Put like that, it sounds crazy and illogical doesn’t it? Yet I’m positive I wasn’t alone in believing this.
My other argument for never praying for healing (I was happy to ask God to ‘guide the surgeon’s hands’ and to ‘give wisdom to the doctors’ but not ‘please heal’) was that I had a vague idea that God sends illness and, therefore, we should just accept it and pray for His grace to cope with it.
Again, I was wrong. Sometimes God does allow illness and He can teach us much through our suffering. Indeed, often the way to experience a deeper and more intimate knowledge of God’s grace is through suffering. But that doesn’t mean that we should simply accept it and live with it. Because sometimes God does want to heal us and give us a precious knowledge of His grace through doing so.
How did I change?
During my time working with a mission agency in the Arab world, I heard stories of Muslims encountering Jesus through dreams and visions and through miraculous healing, and having their lives radically changed as they came to know Him as God. I rejoiced with them while gradually longing for this kind of revelation from God for myself. ‘Why does He just reveal Himself to people from other religions?’ I wondered, rather wistfully.

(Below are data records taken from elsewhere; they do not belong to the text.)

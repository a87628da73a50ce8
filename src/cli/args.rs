//! Command-line argument definitions

use std::path::PathBuf;

use clap::Args;

/// Arguments for the parse command
#[derive(Args, Debug)]
pub struct ParseArgs {
    /// Free-form range text, e.g. "2:32-3:23" or "00H08M10S-00H09M20S"
    pub text: String,
}

/// Arguments for the plan command
#[derive(Args, Debug)]
pub struct PlanArgs {
    /// Total source duration in seconds
    #[arg(short, long)]
    pub duration: u32,

    /// Per-clip length in seconds
    #[arg(short, long)]
    pub length: u32,

    /// Number of clips
    #[arg(short, long, default_value = "1")]
    pub count: u32,
}

/// Arguments for the check command
#[derive(Args, Debug)]
pub struct CheckArgs {
    /// Configuration file path (default: clipmill.toml when present)
    #[arg(short, long)]
    pub config: Option<PathBuf>,
}

/// Arguments for the demo command
#[derive(Args, Debug)]
pub struct DemoArgs {
    /// Configuration file path (default: clipmill.toml when present)
    #[arg(short, long)]
    pub config: Option<PathBuf>,

    /// Number of clips the scripted selection requests
    #[arg(long, default_value = "2")]
    pub clips: u32,
}
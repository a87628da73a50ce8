// Mock adapters - In-memory port implementations
//
// Used by the `demo` command and by integration tests. Real transports,
// resolvers, extractors, and uploaders live outside this crate.

use std::collections::HashMap;
use std::path::{Path, PathBuf};
use std::sync::atomic::{AtomicU64, Ordering};
use std::sync::Mutex;

use async_trait::async_trait;

use crate::domain::model::{Segment, SourceInfo};
use crate::error::{ClipmillError, ClipmillResult};
use crate::ports::{ChatPort, HostingUploader, MenuView, MessageRef, SegmentExtractor, SourceResolver, UserId};

/// Resolver backed by a fixed reference-to-metadata table
#[derive(Default)]
pub struct MockResolverAdapter {
    sources: Mutex<HashMap<String, SourceInfo>>,
}

impl MockResolverAdapter {
    pub fn new() -> Self {
        Self::default()
    }

    pub fn with_source(self, reference: &str, info: SourceInfo) -> Self {
        self.sources
            .lock()
            .unwrap()
            .insert(reference.to_string(), info);
        self
    }
}

#[async_trait]
impl SourceResolver for MockResolverAdapter {
    async fn resolve(&self, reference: &str) -> ClipmillResult<SourceInfo> {
        self.sources
            .lock()
            .unwrap()
            .get(reference)
            .cloned()
            .ok_or_else(|| {
                ClipmillError::SourceResolutionFailure(format!("unknown reference: {}", reference))
            })
    }
}

/// How a mock extraction of one segment start offset behaves
#[derive(Debug, Clone, Copy)]
pub enum ExtractBehavior {
    /// Every attempt fails
    AlwaysFail,
    /// The first `n` attempts fail, later ones succeed
    FailFirst(u32),
}

/// Extractor writing placeholder clip files of a configurable size
pub struct MockExtractorAdapter {
    clip_size_bytes: u64,
    behaviors: Mutex<HashMap<u32, (ExtractBehavior, u32)>>,
    attempts: AtomicU64,
}

impl MockExtractorAdapter {
    pub fn new(clip_size_bytes: u64) -> Self {
        Self {
            clip_size_bytes,
            behaviors: Mutex::new(HashMap::new()),
            attempts: AtomicU64::new(0),
        }
    }

    /// Configure failure behavior for segments starting at `start`
    pub fn with_behavior(self, start: u32, behavior: ExtractBehavior) -> Self {
        self.behaviors.lock().unwrap().insert(start, (behavior, 0));
        self
    }

    /// Total extraction attempts observed, across retries
    pub fn attempt_count(&self) -> u64 {
        self.attempts.load(Ordering::SeqCst)
    }
}

#[async_trait]
impl SegmentExtractor for MockExtractorAdapter {
    async fn extract(
        &self,
        _reference: &str,
        _quality_id: &str,
        segment: Segment,
        dest_dir: &Path,
    ) -> ClipmillResult<PathBuf> {
        self.attempts.fetch_add(1, Ordering::SeqCst);
        {
            let mut behaviors = self.behaviors.lock().unwrap();
            if let Some((behavior, seen)) = behaviors.get_mut(&segment.start) {
                *seen += 1;
                let fail = match behavior {
                    ExtractBehavior::AlwaysFail => true,
                    ExtractBehavior::FailFirst(n) => *seen <= *n,
                };
                if fail {
                    return Err(ClipmillError::ExtractionFailure {
                        index: segment.start as usize,
                        message: "simulated extraction failure".to_string(),
                    });
                }
            }
        }
        let path = dest_dir.join(format!("clip_{}_{}.mp4", segment.start, segment.end));
        let payload = vec![0u8; self.clip_size_bytes as usize];
        tokio::fs::write(&path, payload).await?;
        Ok(path)
    }
}

/// Uploader returning deterministic links, optionally failing
#[derive(Default)]
pub struct MockUploaderAdapter {
    fail: std::sync::atomic::AtomicBool,
    uploads: Mutex<Vec<PathBuf>>,
}

impl MockUploaderAdapter {
    pub fn new() -> Self {
        Self::default()
    }

    pub fn failing(self) -> Self {
        self.fail.store(true, Ordering::SeqCst);
        self
    }

    pub fn uploads(&self) -> Vec<PathBuf> {
        self.uploads.lock().unwrap().clone()
    }
}

#[async_trait]
impl HostingUploader for MockUploaderAdapter {
    async fn upload(&self, path: &Path) -> ClipmillResult<String> {
        if self.fail.load(Ordering::SeqCst) {
            return Err(ClipmillError::UploadFailure(
                "simulated upload failure".to_string(),
            ));
        }
        self.uploads.lock().unwrap().push(path.to_path_buf());
        let name = path
            .file_name()
            .map(|n| n.to_string_lossy().to_string())
            .unwrap_or_else(|| "file".to_string());
        Ok(format!("https://files.example/{}", name))
    }
}

/// One observable chat transport action
#[derive(Debug, Clone, PartialEq, Eq)]
pub enum ChatRecord {
    Sent {
        message: MessageRef,
        user: UserId,
        text: String,
    },
    MenuSent {
        message: MessageRef,
        user: UserId,
        text: String,
    },
    Edited {
        message: MessageRef,
        text: String,
        button_count: usize,
    },
    Deleted {
        message: MessageRef,
    },
    VideoSent {
        user: UserId,
        path: PathBuf,
        caption: String,
    },
}

/// Recording chat transport
#[derive(Default)]
pub struct MockChatAdapter {
    next_id: AtomicU64,
    records: Mutex<Vec<ChatRecord>>,
    fail_edits: std::sync::atomic::AtomicBool,
}

impl MockChatAdapter {
    pub fn new() -> Self {
        Self::default()
    }

    /// Make all subsequent edit calls fail (message gone, etc.)
    pub fn break_edits(&self) {
        self.fail_edits.store(true, Ordering::SeqCst);
    }

    pub fn records(&self) -> Vec<ChatRecord> {
        self.records.lock().unwrap().clone()
    }

    /// Texts of plain messages sent, in order
    pub fn sent_texts(&self) -> Vec<String> {
        self.records()
            .into_iter()
            .filter_map(|r| match r {
                ChatRecord::Sent { text, .. } => Some(text),
                _ => None,
            })
            .collect()
    }

    /// Captions of inline videos sent, in order
    pub fn video_captions(&self) -> Vec<String> {
        self.records()
            .into_iter()
            .filter_map(|r| match r {
                ChatRecord::VideoSent { caption, .. } => Some(caption),
                _ => None,
            })
            .collect()
    }

    /// Whether `message` was deleted at some point
    pub fn was_deleted(&self, message: MessageRef) -> bool {
        self.records()
            .iter()
            .any(|r| matches!(r, ChatRecord::Deleted { message: m } if *m == message))
    }

    fn allocate(&self) -> MessageRef {
        MessageRef(self.next_id.fetch_add(1, Ordering::SeqCst) + 1)
    }
}

#[async_trait]
impl ChatPort for MockChatAdapter {
    async fn send_message(&self, user: UserId, text: &str) -> ClipmillResult<MessageRef> {
        let message = self.allocate();
        self.records.lock().unwrap().push(ChatRecord::Sent {
            message,
            user,
            text: text.to_string(),
        });
        Ok(message)
    }

    async fn send_menu(&self, user: UserId, view: &MenuView) -> ClipmillResult<MessageRef> {
        let message = self.allocate();
        self.records.lock().unwrap().push(ChatRecord::MenuSent {
            message,
            user,
            text: view.text.clone(),
        });
        Ok(message)
    }

    async fn edit_menu(
        &self,
        _user: UserId,
        message: MessageRef,
        view: &MenuView,
    ) -> ClipmillResult<()> {
        if self.fail_edits.load(Ordering::SeqCst) {
            return Err(ClipmillError::Transport("message is gone".to_string()));
        }
        self.records.lock().unwrap().push(ChatRecord::Edited {
            message,
            text: view.text.clone(),
            button_count: view.buttons.iter().map(|row| row.len()).sum(),
        });
        Ok(())
    }

    async fn delete_message(&self, _user: UserId, message: MessageRef) -> ClipmillResult<()> {
        self.records
            .lock()
            .unwrap()
            .push(ChatRecord::Deleted { message });
        Ok(())
    }

    async fn send_video(&self, user: UserId, path: &Path, caption: &str) -> ClipmillResult<()> {
        self.records.lock().unwrap().push(ChatRecord::VideoSent {
            user,
            path: path.to_path_buf(),
            caption: caption.to_string(),
        });
        Ok(())
    }
}
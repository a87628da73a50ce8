// Adapters - External system implementations

pub mod mock;

// Re-export adapters
pub use mock::{MockChatAdapter, MockExtractorAdapter, MockResolverAdapter, MockUploaderAdapter};
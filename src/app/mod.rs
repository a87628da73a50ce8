// Application layer - Job orchestration use cases

pub mod janitor;
pub mod orchestrator;
pub mod progress;
pub mod router;

pub use janitor::JobWorkspace;
pub use orchestrator::{JobOrchestrator, RetryPolicy};
pub use progress::ProgressReporter;
pub use router::OutputRouter;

Then in 2010, I became very ill with debilitating cerebellar ataxia and ME. At first, I was reluctant to ask for healing, believing that God had lessons to teach me through the illness. I was convinced I would have to live with the reality of using a wheelchair and of being unable to look after myself for the rest of my life. And God did teach me much through the illness, and I got to know Him more intimately than I had ever imagined possible. But in the October of that year, good friends fasted and prayed for me along with friends/leaders at church and I had a wonderful breakthrough healing. From then on, I pursued healing from God every day and in February 2011, He healed me of ME. Since then, He has gradually restored my confidence, my strength and my memory.
Through my own experience of being healed, the wonderfully compassionate side of God’s nature was personally revealed to me. Jesus became more real and for the first time, I could wholeheartedly enthuse about my saviour who answers prayer in real and tangible ways and cares deeply for us. I now appreciate that on the cross He was wounded for my transgressions; He was crushed for my iniquities; upon Him was the chastisement that brought me peace, and with His stripes I am healed. (Isaiah 53:5)
God gets the glory in our suffering and He gets the glory when He heals us. Either way is perfect in His will, because He gets the glory. I don’t know why He doesn’t always choose to heal miraculously. I don’t know why He chose to heal me (but I praise Him that He did!). But I know that you will never know what He wants to do in your life unless you take the plunge and ask Him to actually heal you.